La vraie raison de la suppression de cette élection est ailleurs : avec l'amélioration de la représentativité syndicale, elle est tout simplement devenue obsolète. Trois lois ont réformé la représentativité syndicale, qui a été mesurée pour la première fois selon les nouvelles règles en 2013. La loi du 5 mars 2014 a pour sa part démocratisé la représentation patronale. On ne peut donc dire que la suppression de l'élection prud'homale porterait un coup fatal à la démocratie sociale. L'argument ne tient plus que pour les demandeurs d'emplois... qui n'ont pas été plus de 5 % à voter en 2008.
Les modalités techniques sont adaptées, avec un régime transitoire, pour la période 2015-2017. Nous soutenons la prorogation de deux ans du mandat des actuels conseillers - on gagne en simplicité.
Reste l'éternelle question des ordonnances, que nous sommes d'ordinaire prompts à dénoncer. Dans ce cas de figure, le sujet étant technique et largement réglementaire, nous ne nous y opposerons pas. Le groupe UDI-UC soutiendra le présent projet de loi. (Applaudissement sur les bancs UDI-UC ainsi que sur quelques bancs socialistes)
M. Jean-Pierre Caffet . - Je veux rendre hommage à notre premier rapporteur, Jackie Le Menn. Merci à Mme Emery-Dumas, qui a repris le flambeau. Enfin, je félicite M. Milon, nouveau président de la commission des affaires sociales.
L'abstention des salariés ne cesse de croître : de 37 % en 1979 à 75 % en 2008. Pour le collège employeur, elle frise les 70 %. Malgré les mesures de simplification, les campagnes de communication, elle n'a cessé de progresser. L'enjeu n'est pas toujours très clair pour les salariés ; ils ont le sentiment que toutes les candidatures sont équivalentes, puisque le juge est impartial.
Ces élections mobilisent de nombreux acteurs : services de l'État, communes, partenaires sociaux. Enfin, nous ne pouvons pas négliger le coût de ces élections si peu mobilisatrices : 100 millions d'euros tous les cinq ans.
Plusieurs rapports ont été publiés par d'éminents magistrats, proposant diverses solutions. Celle qui a été retenue est pragmatique.

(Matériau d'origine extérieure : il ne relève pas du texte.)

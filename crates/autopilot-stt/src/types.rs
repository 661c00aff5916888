/// A recognition result from an [`crate::SttPlugin`]. Partials are
/// overwritten by the next partial or superseded by a final for the same
/// utterance; only finals are guaranteed stable.
#[derive(Debug, Clone)]
pub enum TranscriptionEvent {
    Partial { utterance_id: u64, text: String },
    Final { utterance_id: u64, text: String },
}

impl TranscriptionEvent {
    pub fn text(&self) -> &str {
        match self {
            TranscriptionEvent::Partial { text, .. } | TranscriptionEvent::Final { text, .. } => {
                text
            }
        }
    }

    pub fn utterance_id(&self) -> u64 {
        match self {
            TranscriptionEvent::Partial { utterance_id, .. }
            | TranscriptionEvent::Final { utterance_id, .. } => *utterance_id,
        }
    }

    pub fn is_final(&self) -> bool {
        matches!(self, TranscriptionEvent::Final { .. })
    }
}

/// A speech hypothesis as handed to the matcher: plain text plus whether it
/// is a settled final or a still-mutable partial.
#[derive(Debug, Clone)]
pub struct Hypothesis {
    pub utterance_id: u64,
    pub text: String,
    pub is_final: bool,
}

impl From<TranscriptionEvent> for Hypothesis {
    fn from(event: TranscriptionEvent) -> Self {
        Hypothesis {
            utterance_id: event.utterance_id(),
            is_final: event.is_final(),
            text: event.text().to_string(),
        }
    }
}
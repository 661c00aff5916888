//! In-memory corpus: transcripts, chunks, and the precomputed indexes
//! listed in spec §3. Loaded once at session start, held immutably.

use std::collections::HashMap;

#[derive(Debug, Clone, PartialEq, Eq, Hash, PartialOrd, Ord)]
pub struct TranscriptId(pub String);

#[derive(Debug, Clone, PartialEq, Eq, Hash, PartialOrd, Ord)]
pub struct ChunkId(pub String);

#[derive(Debug, Clone)]
pub struct TranscriptItem {
    pub transcript_index: u32,
    pub transcript_id: TranscriptId,
    pub text: String,
    pub early_forward: bool,
}

#[derive(Debug, Clone)]
pub struct Chunk {
    pub chunk_index: u32,
    pub chunk_id: ChunkId,
    /// Distinct transcripts whose words appear in this window, in the order
    /// the words appear. 1 or 2 elements.
    pub source_transcripts: Vec<TranscriptId>,
    pub text: String,
}

impl Chunk {
    pub fn first_source(&self) -> &TranscriptId {
        &self.source_transcripts[0]
    }

    pub fn tokens(&self) -> Vec<&str> {
        self.text.split_whitespace().collect()
    }
}

/// Immutable corpus plus the precomputed lookup indexes of spec §3.
pub struct Corpus {
    pub transcripts: Vec<TranscriptItem>,
    pub chunks: Vec<Chunk>,
    by_chunk_id: HashMap<ChunkId, usize>,
    by_transcript_id: HashMap<TranscriptId, usize>,
}

impl Corpus {
    /// Builds indexes over already-validated transcripts/chunks. Prefer
    /// [`crate::loader::load_corpus`] unless you've validated the §3
    /// invariants yourself (e.g. in tests).
    pub fn new(transcripts: Vec<TranscriptItem>, chunks: Vec<Chunk>) -> Self {
        let by_chunk_id = chunks
            .iter()
            .enumerate()
            .map(|(i, c)| (c.chunk_id.clone(), i))
            .collect();
        let by_transcript_id = transcripts
            .iter()
            .enumerate()
            .map(|(i, t)| (t.transcript_id.clone(), i))
            .collect();
        Self {
            transcripts,
            chunks,
            by_chunk_id,
            by_transcript_id,
        }
    }

    pub fn chunk_by_id(&self, id: &ChunkId) -> Option<&Chunk> {
        self.by_chunk_id.get(id).map(|&i| &self.chunks[i])
    }

    pub fn chunk_by_index(&self, index: u32) -> Option<&Chunk> {
        self.chunks.get(index as usize)
    }

    pub fn transcript_by_id(&self, id: &TranscriptId) -> Option<&TranscriptItem> {
        self.by_transcript_id.get(id).map(|&i| &self.transcripts[i])
    }

    pub fn transcript_by_index(&self, index: u32) -> Option<&TranscriptItem> {
        self.transcripts.get(index as usize)
    }

    pub fn transcript_index_of(&self, id: &TranscriptId) -> Option<u32> {
        self.transcript_by_id(id).map(|t| t.transcript_index)
    }

    pub fn len_chunks(&self) -> usize {
        self.chunks.len()
    }
}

Les électeurs prud'homaux ont longtemps été pour les organisations syndicales un moyen détourné de mesurer leur audience.
M. Jean Desessard. - Et alors ?
M. Jean-Pierre Caffet. - Il est désormais caduc.
Le Parlement peut-il régler par la loi des questions aussi techniques que celles énumérées à l'article premier. J'ai quelques doutes...
L'article 2 proroge le mandat des conseillers actuels.
Les organisations syndicales sont légitimes pour représenter aussi bien les salariés que les chômeurs.
M. Roland Courteau. - Très bien !
M. Jean-Pierre Caffet. - D'autant que ces derniers ont vocation à retrouver au plus vite un emploi...
Le système proposé existe déjà dans le cadre des tribunaux des affaires de sécurité sociale. Nous ne sommes donc pas en terre inconnue. En 2010, le Conseil constitutionnel avait d'ailleurs avalisé ce principe. Voilà qui répond aux inquiétudes.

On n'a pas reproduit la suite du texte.